What the exercise asks>
Please find every line in the entries below that contains the string "repeated", and copy it.

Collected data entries
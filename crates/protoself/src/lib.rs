//! # Protoself
//!
//! A predictive grammar-combinator engine and a tree-walking interpreter for
//! a small Self-like language built on it.
//!
//! The language is prototype-based and message-passing: every value is an
//! object with named slots and an optional parent to delegate to, and every
//! computation is a message send. Methods and blocks are objects with a
//! body; sending to one clones it into an activation whose parent is the
//! receiver.
//!
//! ## Architecture
//!
//! - **Grammar engine** ([`grammar`]): sequence, alternative, repetition,
//!   optional and token elements with bitset FIRST sets; one token of
//!   lookahead, no backtracking
//! - **Syntax** ([`syntax`]): logos lexer and the Self grammar, whose
//!   semantic actions build code and literal objects while parsing
//! - **Code** ([`code`]): immutable executable trees
//! - **Object model** ([`object`]): slots, delegation, activation by
//!   cloning, and primitive wrapper objects
//! - **Evaluator** ([`evaluator`]): the host embedding surface
//!
//! ## Example
//!
//! ```
//! use protoself::{Evaluator, NativeValue};
//!
//! let evaluator = Evaluator::new().unwrap();
//! let fib = "( | fib: n = ( n < 3 ifTrue: 1 False: [ (fib: (n-1)) + (fib: (n-2)) ] ) | ) fib: 10";
//! let result = evaluator.eval(fib).unwrap();
//! assert_eq!(evaluator.unbox(&result), Some(NativeValue::Int(55)));
//! ```

#![warn(missing_docs)]
#![warn(clippy::all)]

pub mod code;
pub mod context;
pub mod error;
pub mod evaluator;
pub mod grammar;
pub mod object;
pub mod stack;
pub mod syntax;

// Re-export main types
pub use code::{Code, NativeFn};
pub use context::EvalContext;
pub use error::{Error, EvalError, GrammarError, LexError, ParseError, Result, SyntaxError};
pub use evaluator::{Evaluator, EvaluatorConfig, HostValue};
pub use grammar::{
    Element, FirstSet, Grammar, GrammarBuilder, ParserConfig, Rule, RuleDispatch, Token,
    TokenCursor, TokenKind, TokenStream,
};
pub use object::{NativeValue, ObjectBuilder, ObjectRef, Primitives, SelfObject, Selector, Slot};
pub use syntax::{SelfParser, SelfToken};

/// Protoself version
pub const VERSION: &str = env!("CARGO_PKG_VERSION");
#[test]
fn test_element_from_another_builder_is_rejected() {
    let mut a = GrammarBuilder::new();
    let word = a.token(K::Word);
    for _ in 0..10 {
        a.token(K::Comma);
    }
    let far = a.token(K::Num);

    // `word` has the same index as a node of `b`
    let mut b = GrammarBuilder::new();
    let root = b.rule::<Token<K>>("root");
    let _num = b.token(K::Num);
    let body = b.seq1(word, |t| t);
    b.define(root, body);
    assert_eq!(b.build(root).unwrap_err(), GrammarError::UnknownElement);

    // ... or indexes past the end of `c`
    let mut c = GrammarBuilder::<K>::new();
    let root = c.rule::<Token<K>>("root");
    let body = c.seq1(far, |t| t);
    c.define(root, body);
    assert_eq!(c.build(root).unwrap_err(), GrammarError::UnknownElement);

    let mut d = GrammarBuilder::<K>::new();
    let root = d.rule::<Token<K>>("root");
    let body = d.alt([word]);
    d.define(root, body);
    assert_eq!(d.build(root).unwrap_err(), GrammarError::UnknownElement);

    let mut e = GrammarBuilder::new();
    let root = e.rule::<Token<K>>("root");
    let repeated = e.many(word);
    let maybe = e.opt(far);
    let own = e.token(K::Word);
    let body = e.seq3(repeated, maybe, own, |_, _, t| t);
    e.define(root, body);
    assert_eq!(e.build(root).unwrap_err(), GrammarError::UnknownElement);
}

#[test]
fn test_rule_from_another_builder_is_rejected() {
    let mut a = GrammarBuilder::new();
    let a_root = a.rule::<Token<K>>("root");
    let a_word = a.token(K::Word);
    a.define(a_root, a_word);
    let grammar = a.build(a_root).unwrap();

    let mut b = GrammarBuilder::new();
    let b_root = b.rule::<Token<K>>("root");
    let b_word = b.token(K::Word);
    b.define(a_root, b_word);
    b.define(b_root, b_word);
    assert_eq!(b.build(b_root).unwrap_err(), GrammarError::UnknownElement);

    let mut c = GrammarBuilder::new();
    let c_root = c.rule::<Token<K>>("root");
    let c_word = c.token(K::Word);
    c.define(c_root, c_word);
    assert_eq!(c.build(a_root).unwrap_err(), GrammarError::UnknownElement);

    assert_eq!(grammar.first_set(c_word).unwrap_err(), GrammarError::UnknownElement);
    assert_eq!(grammar.rule_first_set(c_root).unwrap_err(), GrammarError::UnknownElement);
    assert!(grammar.can_start_with(a_word, K::Word).unwrap());
}

#[derive(Debug, Clone, Copy, PartialEq, Eq)]
struct Wide(u8);

impl TokenKind for Wide {
    fn ordinal(self) -> u8 {
        self.0
    }
}

#[test]
fn test_kind_out_of_range() {
    let mut g = GrammarBuilder::new();
    let root = g.rule::<Token<Wide>>("root");
    let body = g.token(Wide(130));
    g.define(root, body);
    assert_eq!(
        g.build(root).unwrap_err(),
        GrammarError::KindOutOfRange {
            kind: "Wide(130)".to_string(),
            ordinal: 130
        }
    );
}

// ═══════════════════════════════════════════════════════════════════════
// FIRST sets
// ═══════════════════════════════════════════════════════════════════════

#[test]
fn test_first_sets() {
    let mut g = GrammarBuilder::new();
    let root = g.rule::<()>("root");
    let word = g.token(K::Word);
    let num = g.token(K::Num);
    let comma = g.token(K::Comma);
    let lead = g.many(comma);
    let maybe_word = g.opt(word);
    let seq = g.seq3(lead, maybe_word, num, |_, _, _| ());
    g.define(root, seq);
    let grammar = g.build(root).unwrap();

    let first = grammar.first_set(seq).unwrap();
    assert_eq!(
        first.ordinals().collect::<Vec<_>>(),
        vec![K::Num as u8, K::Comma as u8, K::Word as u8]
    );
    assert!(grammar.can_start_with(root.element(), K::Comma).unwrap());
    assert!(!grammar.can_start_with(root.element(), K::Plus).unwrap());
    assert_eq!(grammar.rule_first_set(root).unwrap(), first);
    assert!(matches!(
        grammar.first_set(maybe_word),
        Err(GrammarError::NullableFirst { .. })
    ));
}

#[test]
fn test_left_recursive_rule_has_finite_first_set() {
    // list := list ',' WORD | WORD
    let mut g = GrammarBuilder::new();
    let list = g.rule::<usize>("list");
    let word = g.token(K::Word);
    let comma = g.token(K::Comma);
    let more = g.seq3(list.element(), comma, word, |n, _, _| n + 1);
    let one = g.seq1(word, |_| 1usize);
    let body = g.alt([more, one]);
    g.define(list, body);
    let grammar = g.build(list).unwrap();
    assert_eq!(
        grammar.rule_first_set(list).unwrap().ordinals().collect::<Vec<_>>(),
        vec![K::Word as u8]
    );
    assert_eq!(grammar.left_recursive_rules().collect::<Vec<_>>(), vec!["list"]);
}

#[test]
fn test_mutual_left_recursion_is_reported() {
    // a := b ',' | WORD
    // b := a '+'
    let mut g = GrammarBuilder::new();
    let a = g.rule::<()>("a");
    let b = g.rule::<()>("b");
    let word = g.token(K::Word);
    let comma = g.token(K::Comma);
    let plus = g.token(K::Plus);
    let via_b = g.seq2(b.element(), comma, |_, _| ());
    let leaf = g.seq1(word, |_| ());
    let a_body = g.alt([via_b, leaf]);
    g.define(a, a_body);
    let b_body = g.seq2(a.element(), plus, |_, _| ());
    g.define(b, b_body);
    let grammar = g.build(a).unwrap();
    assert_eq!(grammar.left_recursive_rules().collect::<Vec<_>>(), vec!["a"]);
}

#[test]
fn test_right_recursive_grammar_is_not_left_recursive() {
    let grammar = sum_grammar(ParserConfig::default());
    assert_eq!(grammar.left_recursive_rules().count(), 0);
}

#[test]
fn test_grammar_is_shareable() {
    fn assert_send_sync<T: Send + Sync>() {}
    assert_send_sync::<Grammar<K, i64>>();

    let grammar = std::sync::Arc::new(sum_grammar(ParserConfig::default()));
    let handles: Vec<_> = (0..4)
        .map(|i| {
            let grammar = std::sync::Arc::clone(&grammar);
            std::thread::spawn(move || grammar.parse(&mut stream(&format!("{} + 1", i))).unwrap())
        })
        .collect();
    let sums: Vec<i64> = handles.into_iter().map(|h| h.join().unwrap()).collect();
    assert_eq!(sums, vec![1, 2, 3, 4]);
}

Response to this task>
    let repeated = e.many(word);
    let body = e.seq3(repeated, maybe, own, |_, _, t| t);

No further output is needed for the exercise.